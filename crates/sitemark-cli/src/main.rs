//! sitemark - build a static site from Markdown-subset documents
//!
//! Usage:
//!   sitemark [-v|-vv] <COMMAND>
//!
//! Commands:
//!   build   Convert the content tree into an HTML site
//!   page    Convert a single document
//!   check   Validate documents without writing output
//!   blocks  Show how a document is split into blocks

mod config;
mod report;
mod site;
mod template;

use std::fs;
use std::path::{Path, PathBuf};
use std::process;

use anyhow::{Context, Result};
use clap::{Args, Parser, Subcommand};
use sitemark_core::block::segment_blocks;
use tracing::{debug, info};
use tracing_subscriber::EnvFilter;

use crate::config::{normalize_base_path, SiteConfig};
use crate::report::{BlockReport, CheckReport, ErrorReport};
use crate::site::Site;
use crate::template::{rewrite_base_path, Template};

#[derive(Parser)]
#[command(name = "sitemark")]
#[command(about = "Static site generator for a small Markdown subset")]
#[command(version)]
struct Cli {
    /// Increase log output (-v info, -vv debug). RUST_LOG takes precedence.
    #[arg(short, long, action = clap::ArgAction::Count, global = true)]
    verbose: u8,

    #[command(subcommand)]
    command: Command,
}

#[derive(Subcommand)]
enum Command {
    /// Convert the content tree into an HTML site
    Build(BuildArgs),
    /// Convert a single document
    Page {
        file: PathBuf,
        /// Wrap the content in this template
        #[arg(short, long)]
        template: Option<PathBuf>,
        #[arg(long, default_value = "/")]
        base_path: String,
        /// Write to this file instead of stdout
        #[arg(short, long)]
        output: Option<PathBuf>,
    },
    /// Validate documents without writing output
    Check {
        #[arg(required = true)]
        files: Vec<PathBuf>,
        #[arg(short, long)]
        json: bool,
    },
    /// Show how a document is split into blocks
    Blocks {
        file: PathBuf,
        #[arg(short, long)]
        json: bool,
    },
}

#[derive(Args)]
struct BuildArgs {
    /// Site config file
    #[arg(short, long, default_value = SiteConfig::DEFAULT_FILE)]
    config: PathBuf,
    #[arg(long)]
    content: Option<PathBuf>,
    #[arg(long)]
    output: Option<PathBuf>,
    #[arg(long = "static")]
    static_dir: Option<PathBuf>,
    #[arg(long)]
    template: Option<PathBuf>,
    #[arg(long)]
    base_path: Option<String>,
    /// Skip documents that fail to convert instead of stopping
    #[arg(long)]
    keep_going: bool,
}

fn main() {
    let cli = Cli::parse();
    init_tracing(cli.verbose);

    match run(cli.command) {
        Ok(true) => {}
        Ok(false) => process::exit(1),
        Err(e) => {
            eprintln!("error: {:#}", e);
            process::exit(1);
        }
    }
}

fn init_tracing(verbose: u8) {
    let default_level = match verbose {
        0 => "warn",
        1 => "info",
        _ => "debug",
    };
    tracing_subscriber::fmt()
        .with_env_filter(
            EnvFilter::try_from_default_env().unwrap_or_else(|_| EnvFilter::new(default_level)),
        )
        .with_writer(std::io::stderr)
        .with_target(false)
        .init();
}

/// Run a command; `Ok(false)` means it finished but found problems.
fn run(command: Command) -> Result<bool> {
    match command {
        Command::Build(args) => cmd_build(args),
        Command::Page {
            file,
            template,
            base_path,
            output,
        } => cmd_page(&file, template.as_deref(), &base_path, output.as_deref()),
        Command::Check { files, json } => cmd_check(&files, json),
        Command::Blocks { file, json } => cmd_blocks(&file, json),
    }
}

fn read_document(path: &Path) -> Result<String> {
    fs::read_to_string(path).with_context(|| format!("failed to read '{}'", path.display()))
}

// =============================================================================
// Build Command
// =============================================================================

fn cmd_build(args: BuildArgs) -> Result<bool> {
    let mut config = match SiteConfig::load_from_path(&args.config)? {
        Some(config) => {
            info!(path = %args.config.display(), "loaded site config");
            config
        }
        None => {
            debug!(path = %args.config.display(), "no site config, using defaults");
            SiteConfig::default()
        }
    };
    if let Some(content) = args.content {
        config.content_dir = content;
    }
    if let Some(output) = args.output {
        config.output_dir = output;
    }
    if let Some(static_dir) = args.static_dir {
        config.static_dir = static_dir;
    }
    if let Some(template) = args.template {
        config.template = template;
    }
    if let Some(base_path) = args.base_path {
        config.base_path = normalize_base_path(&base_path);
    }

    let site = Site::new(config).keep_going(args.keep_going);
    let report = site.build()?;

    println!(
        "Built {} page(s) into {} ({} static file(s) copied)",
        report.pages.len(),
        site.config().output_dir.display(),
        report.static_files
    );
    if !report.is_success() {
        eprintln!("{} page(s) failed:", report.failures.len());
        for failure in &report.failures {
            eprintln!("  - {}: {}", failure.path.display(), failure.message);
        }
    }
    Ok(report.is_success())
}

// =============================================================================
// Page Command
// =============================================================================

fn cmd_page(
    file: &Path,
    template: Option<&Path>,
    base_path: &str,
    output: Option<&Path>,
) -> Result<bool> {
    let source = read_document(file)?;
    let base_path = normalize_base_path(base_path);

    let html = match template {
        Some(template_path) => {
            let template = Template::load(template_path)?;
            site::generate_page(&source, &template, &base_path)
        }
        None => sitemark_core::to_html(&source).map(|html| rewrite_base_path(&html, &base_path)),
    }
    .with_context(|| format!("failed to convert '{}'", file.display()))?;

    match output {
        Some(path) => {
            fs::write(path, html).with_context(|| format!("failed to write '{}'", path.display()))?
        }
        None => println!("{}", html),
    }
    Ok(true)
}

// =============================================================================
// Check Command
// =============================================================================

fn cmd_check(files: &[PathBuf], json: bool) -> Result<bool> {
    let mut sources = Vec::with_capacity(files.len());
    for file in files {
        sources.push(read_document(file)?);
    }

    let paths: Vec<String> = files.iter().map(|f| f.display().to_string()).collect();
    let reports: Vec<CheckReport<'_>> = paths
        .iter()
        .zip(&sources)
        .map(|(path, source)| check_document(path, source))
        .collect();
    let failed = reports.iter().filter(|r| !r.valid).count();

    if json {
        println!("{}", serde_json::to_string_pretty(&reports)?);
    } else {
        for report in &reports {
            match (&report.error, report.title) {
                (Some(error), _) => eprintln!("{}: {}", report.path, error.message),
                (None, Some(title)) => println!("{}: ok ({})", report.path, title),
                (None, None) => println!("{}: ok", report.path),
            }
        }
        if failed > 0 {
            eprintln!("{} of {} document(s) failed", failed, reports.len());
        }
    }
    Ok(failed == 0)
}

fn check_document<'a>(path: &'a str, source: &'a str) -> CheckReport<'a> {
    let result = sitemark_core::build(source).and_then(|_| sitemark_core::extract_title(source));
    match result {
        Ok(title) => CheckReport {
            path,
            valid: true,
            title: Some(title),
            error: None,
        },
        Err(err) => CheckReport {
            path,
            valid: false,
            title: None,
            error: Some(ErrorReport::from(&err)),
        },
    }
}

// =============================================================================
// Blocks Command
// =============================================================================

fn cmd_blocks(file: &Path, json: bool) -> Result<bool> {
    let source = read_document(file)?;
    let reports: Vec<BlockReport<'_>> = segment_blocks(&source)
        .iter()
        .enumerate()
        .map(|(index, block)| BlockReport::new(index, block))
        .collect();

    if json {
        println!("{}", serde_json::to_string_pretty(&reports)?);
        return Ok(true);
    }

    println!("{} block(s) in {}", reports.len(), file.display());
    for report in &reports {
        let kind = match report.level {
            Some(level) => format!("{} {}", report.kind, level),
            None => report.kind.to_string(),
        };
        println!(
            "  {:>3}  line {:<5} {:<16} {}",
            report.index + 1,
            report.line,
            kind,
            report.preview
        );
    }
    Ok(true)
}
·····
Write each entry out again. Do not change a word.

§ **Problem solution**
filename crates/sitemark-cli/src/main.rs
//! sitemark - build a static site from Markdown-subset documents
//!
//! Usage:
//!   sitemark [-v|-vv] <COMMAND>
//!
//! Commands:
//!   build   Convert the content tree into an HTML site
//!   page    Convert a single document
//!   check   Validate documents without writing output
//!   blocks  Show how a document is split into blocks

mod config;
mod report;
mod site;
mod template;

use std::fs;
use std::path::{Path, PathBuf};
use std::process;

use anyhow::{Context, Result};
use clap::{Args, Parser, Subcommand};
use sitemark_core::block::segment_blocks;
use tracing::{debug, info};
use tracing_subscriber::EnvFilter;

use crate::config::{normalize_base_path, SiteConfig};
use crate::report::{BlockReport, CheckReport, ErrorReport};
use crate::site::Site;
use crate::template::{rewrite_base_path, Template};

#[derive(Parser)]
#[command(name = "sitemark")]
#[command(about = "Static site generator for a small Markdown subset")]
#[command(version)]
struct Cli {
    /// Increase log output (-v info, -vv debug). RUST_LOG takes precedence.
    #[arg(short, long, action = clap::ArgAction::Count, global = true)]
    verbose: u8,

    #[command(subcommand)]
    command: Command,
}

#[derive(Subcommand)]
enum Command {
    /// Convert the content tree into an HTML site
    Build(BuildArgs),
    /// Convert a single document
    Page {
        file: PathBuf,
        /// Wrap the content in this template
        #[arg(short, long)]
        template: Option<PathBuf>,
        #[arg(long, default_value = "/")]
        base_path: String,
        /// Write to this file instead of stdout
        #[arg(short, long)]
        output: Option<PathBuf>,
    },
    /// Validate documents without writing output
    Check {
        #[arg(required = true)]
        files: Vec<PathBuf>,
        #[arg(short, long)]
        json: bool,
    },
    /// Show how a document is split into blocks
    Blocks {
        file: PathBuf,
        #[arg(short, long)]
        json: bool,
    },
}

#[derive(Args)]
struct BuildArgs {
    /// Site config file
    #[arg(short, long, default_value = SiteConfig::DEFAULT_FILE)]
    config: PathBuf,
    #[arg(long)]
    content: Option<PathBuf>,
    #[arg(long)]
    output: Option<PathBuf>,
    #[arg(long = "static")]
    static_dir: Option<PathBuf>,
    #[arg(long)]
    template: Option<PathBuf>,
    #[arg(long)]
    base_path: Option<String>,
    /// Skip documents that fail to convert instead of stopping
    #[arg(long)]
    keep_going: bool,
}

fn main() {
    let cli = Cli::parse();
    init_tracing(cli.verbose);

    match run(cli.command) {
        Ok(true) => {}
        Ok(false) => process::exit(1),
        Err(e) => {
            eprintln!("error: {:#}", e);
            process::exit(1);
        }
    }
}

fn init_tracing(verbose: u8) {
    let default_level = match verbose {
        0 => "warn",
        1 => "info",
        _ => "debug",
    };
    tracing_subscriber::fmt()
        .with_env_filter(
            EnvFilter::try_from_default_env().unwrap_or_else(|_| EnvFilter::new(default_level)),
        )
        .with_writer(std::io::stderr)
        .with_target(false)
        .init();
}

/// Run a command; `Ok(false)` means it finished but found problems.
fn run(command: Command) -> Result<bool> {
    match command {
        Command::Build(args) => cmd_build(args),
        Command::Page {
            file,
            template,
            base_path,
            output,
        } => cmd_page(&file, template.as_deref(), &base_path, output.as_deref()),
        Command::Check { files, json } => cmd_check(&files, json),
        Command::Blocks { file, json } => cmd_blocks(&file, json),
    }
}

fn read_document(path: &Path) -> Result<String> {
    fs::read_to_string(path).with_context(|| format!("failed to read '{}'", path.display()))
}

// =============================================================================
// Build Command
// =============================================================================

fn cmd_build(args: BuildArgs) -> Result<bool> {
    let mut config = match SiteConfig::load_from_path(&args.config)? {
        Some(config) => {
            info!(path = %args.config.display(), "loaded site config");
            config
        }
        None => {
            debug!(path = %args.config.display(), "no site config, using defaults");
            SiteConfig::default()
        }
    };
    if let Some(content) = args.content {
        config.content_dir = content;
    }
    if let Some(output) = args.output {
        config.output_dir = output;
    }
    if let Some(static_dir) = args.static_dir {
        config.static_dir = static_dir;
    }
    if let Some(template) = args.template {
        config.template = template;
    }
    if let Some(base_path) = args.base_path {
        config.base_path = normalize_base_path(&base_path);
    }

    let site = Site::new(config).keep_going(args.keep_going);
    let report = site.build()?;

    println!(
        "Built {} page(s) into {} ({} static file(s) copied)",
        report.pages.len(),
        site.config().output_dir.display(),
        report.static_files
    );
    if !report.is_success() {
        eprintln!("{} page(s) failed:", report.failures.len());
        for failure in &report.failures {
            eprintln!("  - {}: {}", failure.path.display(), failure.message);
        }
    }
    Ok(report.is_success())
}

// =============================================================================
// Page Command
// =============================================================================

fn cmd_page(
    file: &Path,
    template: Option<&Path>,
    base_path: &str,
    output: Option<&Path>,
) -> Result<bool> {
    let source = read_document(file)?;
    let base_path = normalize_base_path(base_path);

    let html = match template {
        Some(template_path) => {
            let template = Template::load(template_path)?;
            site::generate_page(&source, &template, &base_path)
        }
        None => sitemark_core::to_html(&source).map(|html| rewrite_base_path(&html, &base_path)),
    }
    .with_context(|| format!("failed to convert '{}'", file.display()))?;

    match output {
        Some(path) => {
            fs::write(path, html).with_context(|| format!("failed to write '{}'", path.display()))?
        }
        None => println!("{}", html),
    }
    Ok(true)
}

// =============================================================================
// Check Command
// =============================================================================

fn cmd_check(files: &[PathBuf], json: bool) -> Result<bool> {
    let mut sources = Vec::with_capacity(files.len());
    for file in files {
        sources.push(read_document(file)?);
    }

    let paths: Vec<String> = files.iter().map(|f| f.display().to_string()).collect();
    let reports: Vec<CheckReport<'_>> = paths
        .iter()
        .zip(&sources)
        .map(|(path, source)| check_document(path, source))
        .collect();
    let failed = reports.iter().filter(|r| !r.valid).count();

    if json {
        println!("{}", serde_json::to_string_pretty(&reports)?);
    } else {
        for report in &reports {
            match (&report.error, report.title) {
                (Some(error), _) => eprintln!("{}: {}", report.path, error.message),
                (None, Some(title)) => println!("{}: ok ({})", report.path, title),
                (None, None) => println!("{}: ok", report.path),
            }
        }
        if failed > 0 {
            eprintln!("{} of {} document(s) failed", failed, reports.len());
        }
    }
    Ok(failed == 0)
}

fn check_document<'a>(path: &'a str, source: &'a str) -> CheckReport<'a> {
    let result = sitemark_core::build(source).and_then(|_| sitemark_core::extract_title(source));
    match result {
        Ok(title) => CheckReport {
            path,
            valid: true,
            title: Some(title),
            error: None,
        },
        Err(err) => CheckReport {
            path,
            valid: false,
            title: None,
            error: Some(ErrorReport::from(&err)),
        },
    }
}

// =============================================================================
// Blocks Command
// =============================================================================

fn cmd_blocks(file: &Path, json: bool) -> Result<bool> {
    let source = read_document(file)?;
    let reports: Vec<BlockReport<'_>> = segment_blocks(&source)
        .iter()
        .enumerate()
        .map(|(index, block)| BlockReport::new(index, block))
        .collect();

    if json {
        println!("{}", serde_json::to_string_pretty(&reports)?);
        return Ok(true);
    }

    println!("{} block(s) in {}", reports.len(), file.display());
    for report in &reports {
        let kind = match report.level {
            Some(level) => format!("{} {}", report.kind, level),
            None => report.kind.to_string(),
        };
        println!(
            "  {:>3}  line {:<5} {:<16} {}",
            report.index + 1,
            report.line,
            kind,
            report.preview
        );
    }
    Ok(true)
}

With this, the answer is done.